米eBay傘下のPayPalは,フィッシング対策機能の無いブラウザからのログインを遮断する方針のようだ。これにより,一部ユーザーはPayPalへのアクセスを拒否される可能性がある。

 PayPal最高セキュリティ情報責任者のMichael Barrett氏とリスク管理担当上級ディレクタのDan Levy氏がまとめた報告書によると,相当数のユーザーが米Microsoftの「Internet Explorer(IE)3」および「IE 4」といったブラウザをいまだに使っているが,これら古いブラウザには既知のフィッシング・サイトからユーザーを保護するフィルタが付いていない。「このようなブラウザは,シートベルトの無い車を消費者に売るようなものだ」(両氏)。
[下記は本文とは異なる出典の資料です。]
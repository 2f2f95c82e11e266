//! # LED Calibration
//!
//! Computes the calibration quantities of the neutron veto photomultipliers from an LED pulser run.
//! For each batch of raw fragments (one acquisition window) the component:
//! * Reassembles the fragments of each channel into a single trace.
//! * Estimates the baseline of the trace in a pre-signal window.
//! * Subtracts the baseline and inverts the trace, so that pulses are positive-going.
//! * Extracts the LED amplitude, its sample index, and the pulse area integrated around it.
//!
pub mod calibration;
pub mod channels;
pub mod parameters;
pub mod processing;

pub use calibration::{
    CalibrationError, Fragment, LedCalibrationRecord, PeakOffsets, Real, SampleWindow,
};
pub use channels::ChannelSelection;
pub use parameters::{CalibrationSettings, IntegrationMode};
pub use processing::compute;
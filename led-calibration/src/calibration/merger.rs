//! Reassembles the fragments of each channel into a single trace per acquisition window.
use super::{CalibrationError, Fragment, MAX_TRACE_LENGTH, MergedWaveform, ShapeMismatchKind};
use crate::channels::ChannelSelection;
use itertools::Itertools;
use nveto_common::{Channel, FragmentIndex};
use std::collections::HashMap;
use tracing::trace;

/// Merges a batch of fragments into one waveform per channel instance.
///
/// Fragments are grouped by fragment index, and the k-th fragment of a channel with index 0
/// is concatenated with the k-th fragments of the same channel with index 1, 2, ....
/// Waveforms are returned in the order of their index 0 fragments.
/// # Parameters
/// - fragments: the raw fragments of the batch.
/// - channels: fragments of channels outside this selection are discarded before merging.
/// - acq_window_length: the number of samples each merged waveform must have.
#[tracing::instrument(skip_all, fields(num_fragments = fragments.len(), num_waveforms))]
pub fn merge_fragments(
    fragments: &[Fragment],
    channels: &ChannelSelection,
    acq_window_length: usize,
) -> Result<Vec<MergedWaveform>, CalibrationError> {
    let selected = fragments
        .iter()
        .filter(|fragment| channels.contains(fragment.channel))
        .collect::<Vec<_>>();

    let Some(first) = selected.first() else {
        tracing::Span::current().record("num_waveforms", 0);
        return Ok(Vec::new());
    };

    if acq_window_length > MAX_TRACE_LENGTH {
        return Err(CalibrationError::LengthMismatch {
            channel: first.channel,
            expected: MAX_TRACE_LENGTH,
            found: acq_window_length,
        });
    }

    let fragment_length = first.len();
    if let Some(fragment) = selected.iter().find(|f| f.len() != fragment_length) {
        return Err(CalibrationError::ShapeMismatch {
            channel: fragment.channel,
            kind: ShapeMismatchKind::FragmentLength {
                fragment_index: fragment.fragment_index,
                expected: fragment_length,
                found: fragment.len(),
            },
        });
    }

    // Each trace is made of one fragment from each of `acq_window_length / fragment_length` index groups.
    let present_length = selected
        .iter()
        .map(|fragment| fragment.fragment_index as usize + 1)
        .max()
        .unwrap_or_default()
        .saturating_mul(fragment_length);
    let num_groups = acq_window_length
        .checked_div(fragment_length)
        .filter(|num_groups| num_groups * fragment_length == acq_window_length)
        .filter(|_| present_length <= acq_window_length)
        .ok_or(CalibrationError::LengthMismatch {
            channel: first.channel,
            expected: acq_window_length,
            found: present_length,
        })?;

    let groups: HashMap<(Channel, FragmentIndex), Vec<&Fragment>> = selected
        .iter()
        .copied()
        .into_group_map_by(|fragment| (fragment.channel, fragment.fragment_index));

    for channel in selected.iter().map(|fragment| fragment.channel).unique() {
        check_group_counts(&groups, channel, num_groups)?;
    }

    let mut occurrences = HashMap::<Channel, usize>::new();
    let waveforms = selected
        .iter()
        .filter(|fragment| fragment.fragment_index == 0)
        .map(|head| {
            let occurrence = occurrences.entry(head.channel).or_default();
            let waveform = concatenate(&groups, head, *occurrence, num_groups, acq_window_length);
            *occurrence += 1;
            waveform
        })
        .collect::<Result<Vec<_>, _>>()?;

    trace!("Merged {} fragments into {} waveforms", selected.len(), waveforms.len());
    tracing::Span::current().record("num_waveforms", waveforms.len());
    Ok(waveforms)
}

/// Checks that a channel has as many fragments of every index as it has of index 0.
fn check_group_counts(
    groups: &HashMap<(Channel, FragmentIndex), Vec<&Fragment>>,
    channel: Channel,
    num_groups: usize,
) -> Result<(), CalibrationError> {
    let count = |fragment_index: FragmentIndex| {
        groups
            .get(&(channel, fragment_index))
            .map(Vec::len)
            .unwrap_or_default()
    };
    let expected = count(0);
    for fragment_index in (1..num_groups).map(|i| i as FragmentIndex) {
        let found = count(fragment_index);
        if found != expected {
            return Err(CalibrationError::ShapeMismatch {
                channel,
                kind: ShapeMismatchKind::FragmentCount {
                    fragment_index,
                    expected,
                    found,
                },
            });
        }
    }
    Ok(())
}

/// Concatenates the samples of the given occurrence of a channel, in fragment index order.
fn concatenate(
    groups: &HashMap<(Channel, FragmentIndex), Vec<&Fragment>>,
    head: &Fragment,
    occurrence: usize,
    num_groups: usize,
    merged_length: usize,
) -> Result<MergedWaveform, CalibrationError> {
    let mut samples = Vec::with_capacity(merged_length);
    for fragment_index in (0..num_groups).map(|i| i as FragmentIndex) {
        let fragment = groups
            .get(&(head.channel, fragment_index))
            .and_then(|group| group.get(occurrence))
            .ok_or(CalibrationError::ShapeMismatch {
                channel: head.channel,
                kind: ShapeMismatchKind::FragmentCount {
                    fragment_index,
                    expected: occurrence + 1,
                    found: occurrence,
                },
            })?;
        samples.extend_from_slice(&fragment.samples);
    }
    Ok(MergedWaveform {
        channel: head.channel,
        start_time: head.start_time,
        time_resolution: head.time_resolution,
        samples,
    })
}
//! # Simulator
//!
//! Generates the raw fragments of a synthetic LED calibration run:
//! * Reads the description of the run from a JSON file (channels, fragmentation, baseline, noise and pulse shape).
//! * Generates the requested number of acquisition windows in parallel.
//! * Writes each window as one line of JSON, in the format read by the `led-calibration` component.
//!
mod simulation;
mod simulation_elements;

use chrono::Utc;
use clap::Parser;
use miette::{IntoDiagnostic, WrapErr};
use nveto_common::Time;
use simulation::Simulation;
use std::{
    fs::File,
    io::{BufReader, BufWriter, Write},
    path::PathBuf,
};
use tracing::info;

/// [clap] derived struct to handle command line parameters.
#[derive(Debug, Parser)]
#[clap(author, version = nveto_common::version!(), about)]
struct Cli {
    /// Path to the JSON file describing the simulated run
    #[clap(long)]
    file: PathBuf,

    /// File to write the fragments to. If not given, fragments are written to stdout
    #[clap(long)]
    output: Option<PathBuf>,

    /// Number of acquisition windows to generate
    #[clap(long, default_value = "1")]
    num_windows: usize,

    /// Start time of the first window, in ns since the unix epoch. If not given, the current time is used
    #[clap(long)]
    start_time: Option<Time>,

    /// Seed of the random number generator. If not given, one is taken from the clock
    #[clap(long)]
    seed: Option<u64>,
}

fn main() -> miette::Result<()> {
    nveto_common::init_tracing("info");
    let args = Cli::parse();

    let file = File::open(&args.file)
        .into_diagnostic()
        .wrap_err(format!("Cannot open {}", args.file.display()))?;
    let simulation: Simulation = serde_json::from_reader(BufReader::new(file))
        .into_diagnostic()
        .wrap_err("Malformed simulation file")?;

    let now = Utc::now();
    // `timestamp_nanos_opt` returns `None` when the year is >2262.
    let start_time = args
        .start_time
        .or(now.timestamp_nanos_opt())
        .unwrap_or_default();
    let seed = args
        .seed
        .unwrap_or(now.timestamp_subsec_nanos() as u64);
    info!("Generating {} windows with seed {seed}", args.num_windows);

    let windows = simulation
        .generate_windows(args.num_windows, start_time, seed)
        .into_diagnostic()?;

    let output: Box<dyn Write> = match &args.output {
        Some(path) => Box::new(File::create(path).into_diagnostic()?),
        None => Box::new(std::io::stdout().lock()),
    };
    let mut writer = BufWriter::new(output);
    for fragments in &windows {
        serde_json::to_writer(&mut writer, fragments).into_diagnostic()?;
        writeln!(writer).into_diagnostic()?;
    }
    writer.flush().into_diagnostic()?;
    info!("Wrote {} windows", windows.len());
    Ok(())
}
use crate::calibration::Real;
use nveto_common::{Channel, Intensity, Time, TimeResolution};

/// The full trace of one channel over an acquisition window.
#[derive(Clone, Debug, PartialEq)]
pub struct MergedWaveform {
    pub channel: Channel,
    /// Start time of the first fragment, in ns since the unix epoch.
    pub start_time: Time,
    /// Duration of each sample, in ns.
    pub time_resolution: TimeResolution,
    /// Samples of all fragments, concatenated in fragment index order.
    pub samples: Vec<Intensity>,
}

impl MergedWaveform {
    pub fn len(&self) -> usize {
        self.samples.len()
    }

    pub fn is_empty(&self) -> bool {
        self.samples.is_empty()
    }
}

/// The pre-pulse level of a channel's trace.
#[derive(Clone, Debug, PartialEq)]
pub struct Baseline {
    pub channel: Channel,
    /// The arithmetic mean of the baseline window.
    pub mean: Real,
    /// The standard error of the mean.
    pub stderr: Real,
}

/// A baseline subtracted and inverted trace, in which pulses are positive-going.
#[derive(Clone, Debug, PartialEq)]
pub struct Signal {
    pub channel: Channel,
    pub values: Vec<Real>,
}

impl Signal {
    pub fn len(&self) -> usize {
        self.values.len()
    }

    pub fn is_empty(&self) -> bool {
        self.values.is_empty()
    }
}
 PayPalが実施してきたオンライン詐欺対策によって,顧客や同社自身の損害を低減することに成功しているものの,攻撃者によるフィッシング・メールの件数はいっそう増加している。米Sophosの調査によれば,フィッシング・メールの75%以上が,eBayあるいはPayPalからの連絡を装ったものだという。

 フィッシング・メールを受信したユーザーは,「口座情報を更新する必要がある」といった偽の案内に従って,合法的Webサイトに見せかけたフィッシング・サイトにアクセスし,個人情報を攻撃者に渡してしまう。同報告書は,フィッシング・サイトに対するフィルタリング機能の無いブラウザを使っているユーザーには,警告を発するだけでなく,使用できないようにすることが必要不可欠だと主張している。

 PayPalが現在取り組んでいる対策では,まず同社が安全ではないと判断するWebブラウザからのログインに対して警告を表示する。その後,最も安全でないと判断するWebブラウザからのアクセスを遮断する計画である。

 ちなみに,米メディアの報道(InfoWorld)によると,「IE 7」や「Firefox 2」,「Opera 9」はフィッシング・フィルタを備えているが,米Appleの「Safari」には同様のフィルタが無い。